2. A alimentação foi avaliada por questionário

As informações sobre o que as pessoas comiam foram autorrelatadas. Isso significa que os participantes preencheram um questionário com dezenas de perguntas, tentando lembrar o que costumavam comer nos últimos meses. Esse método está sujeito a erros, omissões e enviesamentos. Por exemplo, muitas pessoas tendem a esconder ou esquecer o que consideram “não saudável”.

3. O índice dietético é uma simplificação

O DI usado na pesquisa é uma pontuação arbitrária baseada em consumo mínimo de porções. Isso quer dizer que alguém que consome duas porções de frutas por dia recebe a mesma pontuação de quem consome seis — o que empobrece a análise. Além disso, o índice mistura itens muito diferentes (por exemplo, vinho tinto e aveia têm o mesmo peso positivo, e carne fresca e embutidos industrializados recebem o mesmo ponto negativo).

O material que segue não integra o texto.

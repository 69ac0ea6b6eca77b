//! Inline suppression of findings via comments.
//!
//! Supports suppression comments like:
//! - `# tracebit:ignore <rule> - <reason>`
//! - `# tracebit:ignore-next-line <rule> - <reason>`
//! - `# tracebit:ignore-file <rule> - <reason>`
//!
//! `<rule>` is a category name such as `magic_number`, or `*` for all.

use regex::Regex;
use serde::{Deserialize, Serialize};

use super::{Category, Finding};

/// File-level directives are only honored within the leading comment block
/// or the first few lines of a file.
const FILE_DIRECTIVE_MAX_LINE: usize = 10;

/// How a suppression applies.
#[derive(Debug, Clone, Copy, PartialEq, Eq, Serialize, Deserialize)]
#[serde(rename_all = "snake_case")]
pub enum SuppressionType {
    /// Applies to the same line
    Line,
    /// Applies to the next line
    NextLine,
    /// Applies to the entire file
    File,
}

/// An inline suppression directive.
#[derive(Debug, Clone, PartialEq, Eq, Serialize, Deserialize)]
pub struct Suppression {
    /// Category name (e.g. "magic_number") or "*" for all
    pub rule: String,
    /// Human-readable reason
    pub reason: String,
    /// Line number of the comment (0 for file-level)
    pub line: usize,
    pub suppression_type: SuppressionType,
}

impl Suppression {
    fn covers_category(&self, category: Category) -> bool {
        self.rule == "*" || self.rule == category.as_str()
    }

    /// Check if a finding is covered by this suppression.
    pub fn matches(&self, finding: &Finding) -> bool {
        if !self.covers_category(finding.category) {
            return false;
        }
        match self.suppression_type {
            SuppressionType::File => true,
            SuppressionType::Line => finding.line == self.line,
            SuppressionType::NextLine => finding.line == self.line + 1,
        }
    }
}

/// A finding that was suppressed, with the directive that suppressed it.
#[derive(Debug, Clone, PartialEq, Eq, Serialize, Deserialize)]
pub struct SuppressedFinding {
    pub finding: Finding,
    pub suppression: Suppression,
}

lazy_static::lazy_static! {
    static ref SUPPRESSION_PATTERN: Regex =
        Regex::new(r"#\s*tracebit:(ignore(?:-file|-next-line)?)\s+(\S+)\s*(?:-\s*(.*))?").unwrap();
}

/// Parse suppression directives from Python source.
pub fn parse_suppressions(content: &str) -> Vec<Suppression> {
    let mut suppressions = Vec::new();
    let mut in_header = true;

    for (line_num, line) in content.lines().enumerate() {
        let line_number = line_num + 1;
        let trimmed = line.trim();

        if in_header && !(trimmed.is_empty() || trimmed.starts_with('#')) {
            in_header = false;
        }

        let Some(caps) = SUPPRESSION_PATTERN.captures(line) else {
            continue;
        };
        let directive = caps.get(1).map(|m| m.as_str()).unwrap_or("");
        let rule = caps.get(2).map(|m| m.as_str()).unwrap_or("");
        let reason = caps
            .get(3)
            .map(|m| m.as_str().trim().to_string())
            .unwrap_or_default();

        if rule != "*" && Category::parse(rule).is_none() {
            tracing::warn!(line = line_number, rule, "suppression names an unknown rule");
        }

        let suppression_type = match directive {
            "ignore-file" => {
                if !in_header && line_number > FILE_DIRECTIVE_MAX_LINE {
                    continue;
                }
                SuppressionType::File
            }
            "ignore-next-line" => SuppressionType::NextLine,
            "ignore" => {
                // Alone on its line it applies to the line below.
                let before = caps.get(0).map(|m| &line[..m.start()]).unwrap_or("");
                if before.trim().is_empty() {
                    SuppressionType::NextLine
                } else {
                    SuppressionType::Line
                }
            }
            _ => continue,
        };

        suppressions.push(Suppression {
            rule: rule.to_string(),
            reason,
            line: if suppression_type == SuppressionType::File {
                0
            } else {
                line_number
            },
            suppression_type,
        });
    }

    suppressions
}

/// Separate findings into active and suppressed.
pub fn filter_suppressed(
    findings: Vec<Finding>,
    suppressions: &[Suppression],
) -> (Vec<Finding>, Vec<SuppressedFinding>) {
    if suppressions.is_empty() {
        return (findings, Vec::new());
    }

    let mut active = Vec::new();
    let mut suppressed = Vec::new();

    for finding in findings {
        match suppressions.iter().find(|s| s.matches(&finding)) {
            Some(suppression) => suppressed.push(SuppressedFinding {
                finding,
                suppression: suppression.clone(),
            }),
            None => active.push(finding),
        }
    }

    (active, suppressed)
}

#[cfg(test)]
mod tests {
    use super::*;

    fn finding(category: Category, line: usize) -> Finding {
        Finding {
            category,
            line,
            snippet: String::new(),
        }
    }

    #[test]
    fn test_parse_file_and_line_directives() {
        let content = r#"# tracebit:ignore-file magic_number - Lookup tables
import os

x = eval(data)  # tracebit:ignore dynamic_execution - Trusted input
"#;
        let suppressions = parse_suppressions(content);
        assert_eq!(suppressions.len(), 2);

        assert_eq!(suppressions[0].suppression_type, SuppressionType::File);
        assert_eq!(suppressions[0].rule, "magic_number");
        assert_eq!(suppressions[0].reason, "Lookup tables");
        assert_eq!(suppressions[0].line, 0);

        assert_eq!(suppressions[1].suppression_type, SuppressionType::Line);
        assert_eq!(suppressions[1].line, 4);
    }

    #[test]
    fn test_parse_next_line() {
        let content = "\n# tracebit:ignore-next-line hardcoded_secret - Test fixture\nAPI_KEY = 'x'\n";
        let suppressions = parse_suppressions(content);
        assert_eq!(suppressions.len(), 1);
        assert_eq!(suppressions[0].suppression_type, SuppressionType::NextLine);
        assert_eq!(suppressions[0].line, 2);
        assert!(suppressions[0].matches(&finding(Category::HardcodedSecret, 3)));
    }

    #[test]
    fn test_standalone_ignore_applies_to_next_line() {
        let suppressions = parse_suppressions("# tracebit:ignore magic_number\nx = 42\n");
        assert_eq!(suppressions[0].suppression_type, SuppressionType::NextLine);
    }

    #[test]
    fn test_late_file_directive_is_ignored() {
        let mut content = String::from("import sys\n");
        for _ in 0..12 {
            content.push_str("x = 1\n");
        }
        content.push_str("# tracebit:ignore-file * - too late\n");
        assert!(parse_suppressions(&content).is_empty());
    }

    #[test]
    fn test_filter_suppressed() {
        let suppressions = vec![
            Suppression {
                rule: "magic_number".to_string(),
                reason: String::new(),
                line: 0,
                suppression_type: SuppressionType::File,
            },
            Suppression {
                rule: "*".to_string(),
                reason: "legacy".to_string(),
                line: 7,
                suppression_type: SuppressionType::Line,
            },
        ];
        let findings = vec![
            finding(Category::MagicNumber, 3),
            finding(Category::Division, 3),
            finding(Category::Division, 7),
        ];

        let (active, suppressed) = filter_suppressed(findings, &suppressions);
        assert_eq!(active, vec![finding(Category::Division, 3)]);
        assert_eq!(suppressed.len(), 2);
        assert_eq!(suppressed[1].suppression.reason, "legacy");
    }
}
//! Bounded buffer pool shared by every connection.
//!
//! Buffers are fixed-size byte vectors. Checkout never blocks: an empty
//! pool allocates a fresh buffer, and returning to a full pool drops the
//! buffer. Requests larger than the fixed size get a one-off allocation
//! that is never pooled.

use std::ops::{Deref, DerefMut};

use parking_lot::Mutex;

/// Default buffer size (4 KiB)
pub const DEFAULT_BUFFER_SIZE: usize = 4 * 1024;

/// Default number of pooled buffers
pub const DEFAULT_POOL_CAPACITY: usize = 2048;

/// A bounded pool of fixed-size buffers.
pub struct BufferPool {
    buf_size: usize,
    capacity: usize,
    buffers: Mutex<Vec<Vec<u8>>>,
}

impl BufferPool {
    /// Create a pool of `capacity` slots holding `buf_size`-byte buffers.
    pub fn new(buf_size: usize, capacity: usize) -> Self {
        Self {
            buf_size,
            capacity,
            buffers: Mutex::new(Vec::with_capacity(capacity)),
        }
    }

    /// Size of the buffers this pool hands out.
    pub fn buf_size(&self) -> usize {
        self.buf_size
    }

    /// Number of buffers currently idle in the pool.
    pub fn len(&self) -> usize {
        self.buffers.lock().len()
    }

    /// Whether the pool holds no idle buffers.
    pub fn is_empty(&self) -> bool {
        self.len() == 0
    }

    /// Take a `buf_size` buffer, allocating if the pool is empty.
    pub fn get(&self) -> Vec<u8> {
        let pooled = self.buffers.lock().pop();
        pooled.unwrap_or_else(|| vec![0u8; self.buf_size])
    }

    /// Take a buffer of at least `size` bytes.
    ///
    /// Sizes above `buf_size` are served by a one-off allocation of exactly
    /// `size` bytes.
    pub fn get_at_least(&self, size: usize) -> Vec<u8> {
        if size > self.buf_size {
            return vec![0u8; size];
        }
        self.get()
    }

    /// Return a buffer.
    ///
    /// Buffers whose length differs from `buf_size` are discarded, as are
    /// buffers returned while the pool is full.
    pub fn put(&self, buf: Vec<u8>) {
        if buf.len() != self.buf_size {
            return;
        }
        let mut buffers = self.buffers.lock();
        if buffers.len() < self.capacity {
            buffers.push(buf);
        }
    }

    /// Borrow a buffer that goes back to the pool when dropped.
    pub fn lease(&self, size: usize) -> PooledBuf<'_> {
        PooledBuf {
            pool: self,
            buf: Some(self.get_at_least(size)),
        }
    }
}

impl Default for BufferPool {
    fn default() -> Self {
        Self::new(DEFAULT_BUFFER_SIZE, DEFAULT_POOL_CAPACITY)
    }
}

impl std::fmt::Debug for BufferPool {
    fn fmt(&self, f: &mut std::fmt::Formatter<'_>) -> std::fmt::Result {
        f.debug_struct("BufferPool")
            .field("buf_size", &self.buf_size)
            .field("capacity", &self.capacity)
            .field("idle", &self.len())
            .finish()
    }
}

/// A buffer checked out of a [`BufferPool`], returned on drop.
pub struct PooledBuf<'a> {
    pool: &'a BufferPool,
    buf: Option<Vec<u8>>,
}

impl Deref for PooledBuf<'_> {
    type Target = Vec<u8>;

    fn deref(&self) -> &Vec<u8> {
        // Only None after drop
        self.buf.as_ref().expect("buffer taken")
    }
}

impl DerefMut for PooledBuf<'_> {
    fn deref_mut(&mut self) -> &mut Vec<u8> {
        self.buf.as_mut().expect("buffer taken")
    }
}

impl Drop for PooledBuf<'_> {
    fn drop(&mut self) {
        if let Some(buf) = self.buf.take() {
            self.pool.put(buf);
        }
    }
}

4. A carne foi tratada como um grupo único

O estudo não diferencia o tipo de carne vermelha, o modo de preparo (grelhada, cozida, ultraprocessada) ou o contexto da dieta como um todo. Isso pode ser um erro importante, já que carnes frescas e embutidos industrializados têm efeitos diferentes no organismo. Generalizar o “consumo de carne vermelha” pode levar a conclusões equivocadas.

5. Há muitos fatores confundidores

Pessoas que consomem mais carne e menos fibras, no geral, também apresentavam outros comportamentos de risco: fumavam mais, bebiam mais álcool, se exercitavam menos, tinham maior circunferência abdominal, pressão alta, diabetes e maior consumo calórico. Todos esses fatores aumentam o risco cardiovascular. Mesmo com ajustes estatísticos, é difícil separar o efeito da dieta desses outros hábitos de vida.

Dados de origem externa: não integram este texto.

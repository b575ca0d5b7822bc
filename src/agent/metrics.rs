//! Agent metrics collection.
//!
//! Aggregate counters only; nothing about individual destinations is kept.

use std::sync::atomic::{AtomicU64, Ordering};
use std::time::Instant;

/// Agent metrics collector.
pub struct AgentMetrics {
    /// Agent start time
    start_time: Instant,
    /// Total connections accepted
    total_connections: AtomicU64,
    /// Current active connections
    active_connections: AtomicU64,
    /// Sessions that ended with an error
    failed_sessions: AtomicU64,
    /// Failed accept() calls
    accept_errors: AtomicU64,
}

impl AgentMetrics {
    /// Create a new metrics collector.
    pub fn new() -> Self {
        Self {
            start_time: Instant::now(),
            total_connections: AtomicU64::new(0),
            active_connections: AtomicU64::new(0),
            failed_sessions: AtomicU64::new(0),
            accept_errors: AtomicU64::new(0),
        }
    }

    /// Increment total and active connections.
    pub fn increment_connections(&self) {
        self.total_connections.fetch_add(1, Ordering::Relaxed);
        self.active_connections.fetch_add(1, Ordering::Relaxed);
    }

    /// Decrement active connections.
    pub fn decrement_connections(&self) {
        self.active_connections.fetch_sub(1, Ordering::Relaxed);
    }

    /// Increment failed session count.
    pub fn increment_failed(&self) {
        self.failed_sessions.fetch_add(1, Ordering::Relaxed);
    }

    /// Increment accept error count.
    pub fn increment_accept_errors(&self) {
        self.accept_errors.fetch_add(1, Ordering::Relaxed);
    }

    /// Get uptime in seconds.
    pub fn uptime_secs(&self) -> u64 {
        self.start_time.elapsed().as_secs()
    }

    /// Get total connections.
    pub fn total_connections(&self) -> u64 {
        self.total_connections.load(Ordering::Relaxed)
    }

    /// Get active connections.
    pub fn active_connections(&self) -> u64 {
        self.active_connections.load(Ordering::Relaxed)
    }

    /// Get failed sessions.
    pub fn failed_sessions(&self) -> u64 {
        self.failed_sessions.load(Ordering::Relaxed)
    }

    /// Get accept errors.
    pub fn accept_errors(&self) -> u64 {
        self.accept_errors.load(Ordering::Relaxed)
    }

    /// One-line summary for the shutdown log.
    pub fn summary(&self) -> String {
        format!(
            "uptime {}s, {} connections ({} active, {} failed), {} accept errors",
            self.uptime_secs(),
            self.total_connections(),
            self.active_connections(),
            self.failed_sessions(),
            self.accept_errors(),
        )
    }
}

impl Default for AgentMetrics {
    fn default() -> Self {
        Self::new()
    }
}
//! Byte-stream plumbing shared by both agent roles.
//!
//! - [`BufferPool`]: bounded pool of fixed-size I/O buffers
//! - [`EncryptedStream`]: AES-CFB wrapper with a lazy IV handshake

mod encrypted;
mod pool;

pub use encrypted::EncryptedStream;
pub use pool::{BufferPool, PooledBuf, DEFAULT_BUFFER_SIZE, DEFAULT_POOL_CAPACITY};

6. A associação com inflamação foi fraca

O estudo mediu a proteína C-reativa ultrasensível (hsCRP), um marcador de inflamação. Embora pessoas com pior alimentação tivessem valores um pouco mais altos, essa variável teve pouco peso nas análises finais. Ou seja, a conexão entre dieta inflamatória e inflamação real no corpo foi fraca.

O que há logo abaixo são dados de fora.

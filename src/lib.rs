//! # cftun
//!
//! An encrypted SOCKS5 tunnel. A local agent accepts SOCKS5 CONNECT
//! requests from applications and forwards each one over a single TCP
//! connection to a server agent, which dials the real destination.
//!
//! ## Architecture Overview
//!
//! ```text
//! ┌─────────────────────────────────────────────────────────┐
//! │  Agent (accept loop, local / server session handlers)   │
//! ├─────────────────────────────────────────────────────────┤
//! │  Proxy (SOCKS5 front end, address codec, relay)         │
//! ├─────────────────────────────────────────────────────────┤
//! │  Transport (encrypted stream, buffer pool)              │
//! ├─────────────────────────────────────────────────────────┤
//! │  Crypto (SHA-256 key derivation, AES-CFB, OS RNG)       │
//! └─────────────────────────────────────────────────────────┘
//! ```
//!
//! ## Wire Format
//!
//! Each direction of the tunnel starts with a random 16-byte IV, followed
//! by the AES-CFB encryption of everything written in that direction. The
//! first plaintext bytes from the local agent are the SOCKS5 address record
//! of the destination (`ATYP | DST.ADDR | DST.PORT`). There is no framing,
//! padding or authentication.

#![deny(unsafe_code)]
#![warn(missing_docs, rust_2018_idioms)]

pub mod agent;
pub mod crypto;
pub mod error;
pub mod proxy;
pub mod transport;

pub use error::{Error, Result};
//! Client-facing SOCKS5 front end (RFC 1928).
//!
//! Only the "no authentication" method and the CONNECT command are
//! supported. The parsed destination is returned as a raw [`Address`]
//! record, ready to be forwarded through the tunnel unchanged.

use tokio::io::{AsyncRead, AsyncReadExt, AsyncWrite, AsyncWriteExt};

use crate::error::{Error, Result};
use crate::proxy::address::{Address, ATYP_DOMAIN, ATYP_IPV4, ATYP_IPV6};

/// SOCKS protocol version.
pub const SOCKS_VERSION: u8 = 0x05;

/// CONNECT command.
pub const CMD_CONNECT: u8 = 0x01;

/// "No authentication required" method.
pub const METHOD_NO_AUTH: u8 = 0x00;

/// Success reply. BND.ADDR / BND.PORT are left zeroed.
pub const REPLY_SUCCEEDED: [u8; 10] = [SOCKS_VERSION, 0x00, 0x00, ATYP_IPV4, 0, 0, 0, 0, 0, 0];

/// Read until at least `min` bytes are buffered; returns the total read.
async fn read_at_least<R>(reader: &mut R, buf: &mut [u8], min: usize) -> Result<usize>
where
    R: AsyncRead + Unpin,
{
    let mut n = 0;
    while n < min {
        let read = reader.read(&mut buf[n..]).await?;
        if read == 0 {
            return Err(Error::Network(std::io::ErrorKind::UnexpectedEof.into()));
        }
        n += read;
    }
    Ok(n)
}

/// Version / method-selection exchange.
///
/// ```text
/// +----+----------+----------+        +----+--------+
/// |VER | NMETHODS | METHODS  |   ->   |VER | METHOD |
/// +----+----------+----------+        +----+--------+
/// | 1  |    1     | 1 to 255 |        | 1  |   1    |
/// +----+----------+----------+        +----+--------+
/// ```
///
/// The offered methods are not inspected; "no authentication" is always
/// selected.
pub async fn handshake<S>(conn: &mut S) -> Result<()>
where
    S: AsyncRead + AsyncWrite + Unpin,
{
    let mut buf = [0u8; 2 + 256];
    let n = read_at_least(conn, &mut buf, 2).await?;

    if buf[0] != SOCKS_VERSION {
        return Err(Error::VersionMismatch {
            expected: SOCKS_VERSION,
            actual: buf[0],
        });
    }
    let nmethods = buf[1] as usize;
    if n != 2 + nmethods {
        return Err(Error::malformed(format!(
            "greeting announced {} methods, got {} bytes",
            nmethods, n
        )));
    }

    conn.write_all(&[SOCKS_VERSION, METHOD_NO_AUTH]).await?;
    Ok(())
}

/// Parse a CONNECT request.
///
/// ```text
/// +----+-----+-------+------+----------+----------+
/// |VER | CMD |  RSV  | ATYP | DST.ADDR | DST.PORT |
/// +----+-----+-------+------+----------+----------+
/// | 1  |  1  | X'00' |  1   | Variable |    2     |
/// +----+-----+-------+------+----------+----------+
/// ```
///
/// The whole request must arrive as announced: a byte count different from
/// the one implied by ATYP is a malformed header.
pub async fn read_request<R>(conn: &mut R) -> Result<Address>
where
    R: AsyncRead + Unpin,
{
    let mut buf = [0u8; 3 + crate::proxy::address::MAX_ADDR_LEN];
    let n = read_at_least(conn, &mut buf, 5).await?;

    if buf[0] != SOCKS_VERSION {
        return Err(Error::VersionMismatch {
            expected: SOCKS_VERSION,
            actual: buf[0],
        });
    }
    if buf[1] != CMD_CONNECT {
        return Err(Error::UnsupportedCommand(buf[1]));
    }

    // ver + cmd + rsv + atyp, then address and port
    let req_len = match buf[3] {
        ATYP_IPV4 => 4 + 4 + 2,
        ATYP_IPV6 => 4 + 16 + 2,
        ATYP_DOMAIN => 4 + 1 + buf[4] as usize + 2,
        other => return Err(Error::UnsupportedAddressType(other)),
    };
    if n != req_len {
        return Err(Error::malformed(format!(
            "request is {} bytes, expected {}",
            n, req_len
        )));
    }

    Address::from_bytes(&buf[3..req_len])
}

/// Send the fixed success reply.
pub async fn send_reply<W>(conn: &mut W) -> Result<()>
where
    W: AsyncWrite + Unpin,
{
    conn.write_all(&REPLY_SUCCEEDED).await?;
    Ok(())
}

/// Run the full server side of a SOCKS5 negotiation.
///
/// Success is reported to the client before the destination is dialed; a
/// dial failure later shows up as a closed connection.
pub async fn accept<S>(conn: &mut S) -> Result<Address>
where
    S: AsyncRead + AsyncWrite + Unpin,
{
    handshake(conn).await?;
    let addr = read_request(conn).await?;
    send_reply(conn).await?;
    Ok(addr)
}

#[cfg(test)]
mod tests {
    use super::*;
    use tokio::io::duplex;

    #[tokio::test]
    async fn test_greeting_selects_no_auth() {
        let (mut client, mut server) = duplex(1024);
        client.write_all(&[0x05, 0x02, 0x00, 0x01]).await.unwrap();

        handshake(&mut server).await.unwrap();

        let mut reply = [0u8; 2];
        client.read_exact(&mut reply).await.unwrap();
        assert_eq!(reply, [0x05, 0x00]);
    }

    #[tokio::test]
    async fn test_greeting_wrong_version() {
        let (mut client, mut server) = duplex(1024);
        client.write_all(&[0x04, 0x01, 0x00]).await.unwrap();

        let err = handshake(&mut server).await.unwrap_err();
        assert!(matches!(err, Error::VersionMismatch { expected: 5, actual: 4 }));
    }

    #[tokio::test]
    async fn test_greeting_length_mismatch() {
        let (mut client, mut server) = duplex(1024);
        // Announces 3 methods, sends 1
        client.write_all(&[0x05, 0x03, 0x00]).await.unwrap();

        let err = handshake(&mut server).await.unwrap_err();
        assert!(matches!(err, Error::MalformedHeader(_)));
    }

    #[tokio::test]
    async fn test_connect_ipv4() {
        let (mut client, mut server) = duplex(1024);
        client
            .write_all(&[0x05, 0x01, 0x00, 0x01, 127, 0, 0, 1, 0x1F, 0x90])
            .await
            .unwrap();

        let addr = read_request(&mut server).await.unwrap();
        assert_eq!(addr.as_bytes(), &[0x01, 127, 0, 0, 1, 0x1F, 0x90]);
        assert_eq!(addr.to_string(), "127.0.0.1:8080");
    }

    #[tokio::test]
    async fn test_connect_domain_and_ipv6() {
        let (mut client, mut server) = duplex(1024);
        let mut req = vec![0x05, 0x01, 0x00, 0x03, 11];
        req.extend_from_slice(b"example.com");
        req.extend_from_slice(&[0x00, 0x50]);
        client.write_all(&req).await.unwrap();

        let addr = read_request(&mut server).await.unwrap();
        assert_eq!(addr.as_bytes(), &req[3..]);
        assert_eq!(addr.to_string(), "example.com:80");

        let mut req = vec![0x05, 0x01, 0x00, 0x04];
        req.extend_from_slice(&std::net::Ipv6Addr::LOCALHOST.octets());
        req.extend_from_slice(&[0x01, 0xBB]);
        client.write_all(&req).await.unwrap();

        let addr = read_request(&mut server).await.unwrap();
        assert_eq!(addr.to_string(), "[::1]:443");
    }

    #[tokio::test]
    async fn test_bind_command_rejected() {
        let (mut client, mut server) = duplex(1024);
        client
            .write_all(&[0x05, 0x02, 0x00, 0x01, 127, 0, 0, 1, 0x1F, 0x90])
            .await
            .unwrap();

        let err = read_request(&mut server).await.unwrap_err();
        assert!(matches!(err, Error::UnsupportedCommand(0x02)));
    }

    #[tokio::test]
    async fn test_unknown_address_type_rejected() {
        let (mut client, mut server) = duplex(1024);
        client
            .write_all(&[0x05, 0x01, 0x00, 0x02, 127, 0, 0, 1, 0x1F, 0x90])
            .await
            .unwrap();

        let err = read_request(&mut server).await.unwrap_err();
        assert!(matches!(err, Error::UnsupportedAddressType(0x02)));
    }

    #[tokio::test]
    async fn test_request_length_mismatch() {
        let (mut client, mut server) = duplex(1024);
        // IPv4 request missing the last port byte
        client
            .write_all(&[0x05, 0x01, 0x00, 0x01, 127, 0, 0, 1, 0x1F])
            .await
            .unwrap();

        let err = read_request(&mut server).await.unwrap_err();
        assert!(matches!(err, Error::MalformedHeader(_)));
    }

    #[tokio::test]
    async fn test_accept_full_exchange() {
        let (mut client, mut server) = duplex(1024);

        let negotiate = tokio::spawn(async move { accept(&mut server).await });

        client.write_all(&[0x05, 0x01, 0x00]).await.unwrap();
        let mut method = [0u8; 2];
        client.read_exact(&mut method).await.unwrap();
        assert_eq!(method, [0x05, 0x00]);

        client
            .write_all(&[0x05, 0x01, 0x00, 0x01, 10, 0, 0, 1, 0x00, 0x16])
            .await
            .unwrap();
        let mut reply = [0u8; 10];
        client.read_exact(&mut reply).await.unwrap();
        assert_eq!(reply, REPLY_SUCCEEDED);

        let addr = negotiate.await.unwrap().unwrap();
        assert_eq!(addr.to_string(), "10.0.0.1:22");
    }
}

7. Pode ter ocorrido causa reversa

É possível que algumas pessoas com maior risco cardíaco (obesidade, pressão alta) tenham tentado melhorar a alimentação nos meses anteriores — e isso poderia confundir os resultados, parecendo que a dieta melhorou, mas as placas já estavam presentes há anos.

8. Não houve avaliação direta da inflamação nas placas

Apesar do uso de um exame moderno de imagem (CCTA), o estudo não avaliou inflamação local ou risco de ruptura com técnicas mais precisas, como tomografia por emissão de pósitrons (PET) ou biópsias. Assim, o risco real dessas placas não foi confirmado de maneira direta.

9. O estudo não incluiu dados sobre etnia

O único dado demográfico adicional foi se o participante nasceu ou não na Suécia. Sabemos que fatores étnico-genéticos influenciam o risco cardiovascular e a resposta a diferentes alimentos, o que limita a generalização dos achados.

Conclusão

Embora o estudo tenha mostrado uma associação entre dieta pobre em fibras e placas mais preocupantes nas artérias do coração, suas limitações impedem qualquer afirmação definitiva. Fatores como estilo de vida, obesidade abdominal, pressão alta e triglicerídeos elevados foram apontados como mediadores, ou seja, podem ser os verdadeiros responsáveis pelos achados — e não a carne ou a ausência de fibras em si.

Portanto, é importante interpretar os resultados com cuidado, evitar generalizações e lembrar que associação não é o mesmo que causa. Estudos com controle mais rigoroso, intervenções alimentares bem definidas e acompanhamento por vários anos são necessários para tirar conclusões confiáveis sobre os efeitos reais da dieta na saúde do coração.